Se mostró adverso «tanto al fascismo como al antifascismo, a la derecha monárquica, clerical o conservadora como la izquierda republicana, socialista o comunista», señalando «la distancia insalvable entre el pueblo (…) y los políticos profesionales».
Gente idiota y desesperada existirán siempre en el mundo y son mayoría, ese pueblo tan endiosado por los populistas, el que nunca se equivoca. Los demagogos les hacen creer que tienen derechos, por el sólo hecho de respirar y entonces votan por aquellos que les ofrecen el oro y el moro. Maquiavelo entendió al pueblo, a ese pueblo vario e pazzo, a ese «animal salvaje y sentimental», que araña y acaricia con el mismo ímpetu.
Maquiavelo jamás esperó demasiado de los hombres que, «en realidad, valen poco», en una carta a Ricciardo Becchi, luego de escuchar un sermón dice: comenzó «el fraile con grandes aspavientos y con razones eficacísimas para los que no piensan». Los profetas sin ejército siempre terminan mal: que tome el modelo de los tiranos (los Sforza, los Visconti, los Baglioni, los Aragón), y abandone sus nobles quimeras.
No hay que meterse en cosas para las cuales no se posee aptitudes ni se está preparado. La política es un arte y no se improvisa un Hombre de Estado. Por respetable que fuese Savonarola, como religioso y aún como simple humano, ha demostrado ser un ignorante en política, un «fracasado». «Y a mí no me gustan los fracasados» diría Maquiavelo.
Maquiavelo vio con claridad la grieta que existía en la base política del fraile, su ignorancia sobre la verdadera naturaleza humana, no había entendido que la moral y la política no son buenos amigos, a un pueblo no se le lleva a una vida digna, predicándole, sacudiéndolo con palabras, no es suficiente despertar miedo a la muerte, al infierno, a la peste, como dijo el viejo Cosme de Medici: «Los reinos no se gobiernan con padre nuestros».

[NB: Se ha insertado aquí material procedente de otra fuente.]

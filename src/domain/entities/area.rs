//! Area entity - A region tested for containment during reconciliation

use crate::domain::entities::{ActiveEffect, MeasuredTemplate, Scene};
use crate::domain::value_objects::{ActorId, AreaShape, DocumentUuid, EngineSettings, MessageId};

/// Where an area came from
#[derive(Debug, Clone, PartialEq)]
pub enum AreaSource {
    /// A template document placed on the scene
    Placed,
    /// Synthesized for one pass from an actor's aura effect
    Aura { effect: ActiveEffect, owner: ActorId },
}

/// A template resolved against its scene, ready for containment tests
#[derive(Debug, Clone, PartialEq)]
pub struct Area {
    pub uuid: DocumentUuid,
    pub shape: AreaShape,
    pub template: MeasuredTemplate,
    pub source: AreaSource,
}

impl Area {
    pub fn placed(scene: &Scene, template: &MeasuredTemplate, settings: &EngineSettings) -> Self {
        Self {
            uuid: scene.template_uuid(template.id),
            shape: template.resolve_shape(&scene.grid, settings),
            template: template.clone(),
            source: AreaSource::Placed,
        }
    }

    pub fn aura(
        scene: &Scene,
        template: MeasuredTemplate,
        effect: ActiveEffect,
        settings: &EngineSettings,
    ) -> Self {
        Self {
            uuid: effect.uuid(),
            shape: template.resolve_shape(&scene.grid, settings),
            template,
            source: AreaSource::Aura {
                owner: effect.actor_id,
                effect,
            },
        }
    }

    pub fn instantaneous(&self) -> bool {
        self.template.flags.instantaneous
    }

    pub fn message_id(&self) -> Option<MessageId> {
        self.template.flags.message_id
    }

    /// Actor radiating this area, for auras
    pub fn owner(&self) -> Option<ActorId> {
        match &self.source {
            AreaSource::Aura { owner, .. } => Some(*owner),
            AreaSource::Placed => None,
        }
    }

    pub fn aura_effect(&self) -> Option<&ActiveEffect> {
        match &self.source {
            AreaSource::Aura { effect, .. } => Some(effect),
            AreaSource::Placed => None,
        }
    }
}
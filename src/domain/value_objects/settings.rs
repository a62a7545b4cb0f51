//! Engine tuning settings value object

use serde::{Deserialize, Serialize};

/// Tunables for shape resolution and aura materialization
#[derive(Debug, Clone, Serialize, Deserialize, PartialEq)]
pub struct EngineSettings {
    /// Straight segments used to approximate a cone's arc
    pub cone_arc_segments: usize,
    /// Distance in pixels within which a point counts as on a boundary
    pub boundary_tolerance: f64,
    /// Fill color given to synthetic aura templates
    pub aura_fill_color: String,
}

impl Default for EngineSettings {
    fn default() -> Self {
        Self {
            cone_arc_segments: 32,
            boundary_tolerance: 1e-6,
            aura_fill_color: "#4d8fcc".to_string(),
        }
    }
}

impl EngineSettings {
    /// Load from environment variables, using defaults for missing values
    pub fn from_env() -> Self {
        let defaults = Self::default();
        Self {
            cone_arc_segments: env_or("AREAFX_CONE_ARC_SEGMENTS", defaults.cone_arc_segments).max(1),
            boundary_tolerance: env_or("AREAFX_BOUNDARY_TOLERANCE", defaults.boundary_tolerance),
            aura_fill_color: env_or("AREAFX_AURA_FILL_COLOR", defaults.aura_fill_color),
        }
    }
}

fn env_or<T: std::str::FromStr>(key: &str, default: T) -> T {
    std::env::var(key).ok().and_then(|v| v.parse().ok()).unwrap_or(default)
}
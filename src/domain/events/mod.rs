//! Domain events - Notifications of state changes within the domain

pub mod domain_events;

pub use domain_events::{DomainEvent, EventMetadata, RemovalReason};
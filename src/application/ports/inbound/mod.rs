//! Inbound ports - Interfaces that the application exposes to the outside world

pub mod use_cases;

pub use use_cases::AreaEffectsUseCase;
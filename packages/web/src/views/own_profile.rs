//! The viewer's editable profile: avatar, username and bio.

use dioxus::prelude::*;
use ui::controllers::{checkout, settle, use_flash_expiry, ProfileController};
use ui::use_services;

use super::widgets::{Avatar, Flash};

#[component]
pub fn OwnProfile() -> Element {
    let services = use_services();
    let mut profile =
        use_signal(|| ProfileController::new(services.gateway, services.avatars_bucket));
    use_flash_expiry(profile);

    let _loader = use_resource(move || async move {
        let mut working = profile.peek().clone();
        working.load().await;
        profile.set(working);
    });

    let handle_avatar = move |evt: FormEvent| async move {
        let Some(file) = evt.files().into_iter().next() else {
            return;
        };
        let name = file.name();
        let bytes = match file.read_bytes().await {
            Ok(bytes) => bytes.to_vec(),
            Err(err) => {
                tracing::warn!("reading {name}: {err}");
                profile.write().status.fail("Impossible de lire le fichier.");
                return;
            }
        };
        if let Some(mut working) = checkout(&mut profile, "avatar") {
            let started = working.clone();
            working.upload_avatar(&name, bytes).await;
            settle(&mut profile, &started, working);
        }
    };

    let handle_save = move |evt: FormEvent| {
        evt.prevent_default();
        spawn(async move {
            if let Some(mut working) = checkout(&mut profile, "save") {
                let started = working.clone();
                working.save().await;
                settle(&mut profile, &started, working);
            }
        });
    };

    let state = profile.read();
    let busy = state.status.is_busy();

    if state.status.loading {
        return rsx! {
            p { "Chargement..." }
        };
    }

    rsx! {
        h1 {
            style: "font-size: 1.75rem; margin-bottom: 1.5rem;",
            "Mon profil"
        }

        Flash { status: state.status.clone() }

        div {
            class: "card",
            style: "display: flex; align-items: center; gap: 1.5rem; margin-bottom: 1.5rem;",
            Avatar { profile: state.profile.clone(), size: 6 }
            div {
                if let Some(email) = state.email() {
                    p { style: "margin: 0 0 0.25rem;", "{email}" }
                }
                p {
                    style: "margin: 0; color: #7a6e63; font-size: 0.875rem;",
                    "{state.post_count} livre(s) dans la bibliothèque"
                }
                label {
                    class: "btn",
                    style: "display: inline-block; margin-top: 0.75rem;",
                    if state.status.is_running("avatar") { "Envoi..." } else { "Changer la photo" }
                    input {
                        r#type: "file",
                        accept: "image/*",
                        style: "display: none;",
                        disabled: busy,
                        onchange: handle_avatar,
                    }
                }
            }
        }

        form {
            style: "display: flex; flex-direction: column; gap: 0.75rem; max-width: 32rem;",
            onsubmit: handle_save,

            label { r#for: "username", "Nom d'utilisateur" }
            input {
                id: "username",
                r#type: "text",
                value: "{state.username}",
                oninput: move |evt| profile.write().username = evt.value(),
            }

            label { r#for: "bio", "Bio" }
            textarea {
                id: "bio",
                rows: "4",
                value: "{state.bio}",
                oninput: move |evt| profile.write().bio = evt.value(),
            }

            button {
                class: "btn btn-primary",
                r#type: "submit",
                style: "align-self: flex-start;",
                disabled: busy,
                if state.status.is_running("save") { "Enregistrement..." } else { "Enregistrer" }
            }
        }
    }
}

Además, el pueblo se cansa rápido de todos, se cansaron de Savonarola, y se cansarán del personaje de turno, lo que importa no es el pueblo, lo que importa en política es la eutaxia del Estado. Y para ello tampoco basta con estar armado, Osama benLaden era un «profeta armado», al igual que George Bush (hijo), quien hablaba y consultaba las cosas con Dios.
Los que no caminan o encajan en política son los profetas, en etapas anteriores de mi vida, tuve la suerte o desgracia de conocer y tratar con personajes, líderes, hombres carismáticos, que no eran otra cosa que profetas desarmados, que querían hacer una revolución rezándole a la Virgen. Los moralistas en el fondo no son más que unos reprimidos, incapaces de hacer política. El flautista de Hamelín aparece de tanto en tanto y siempre estarán dispuestos a seguir su melodía cientos de miles de hombres.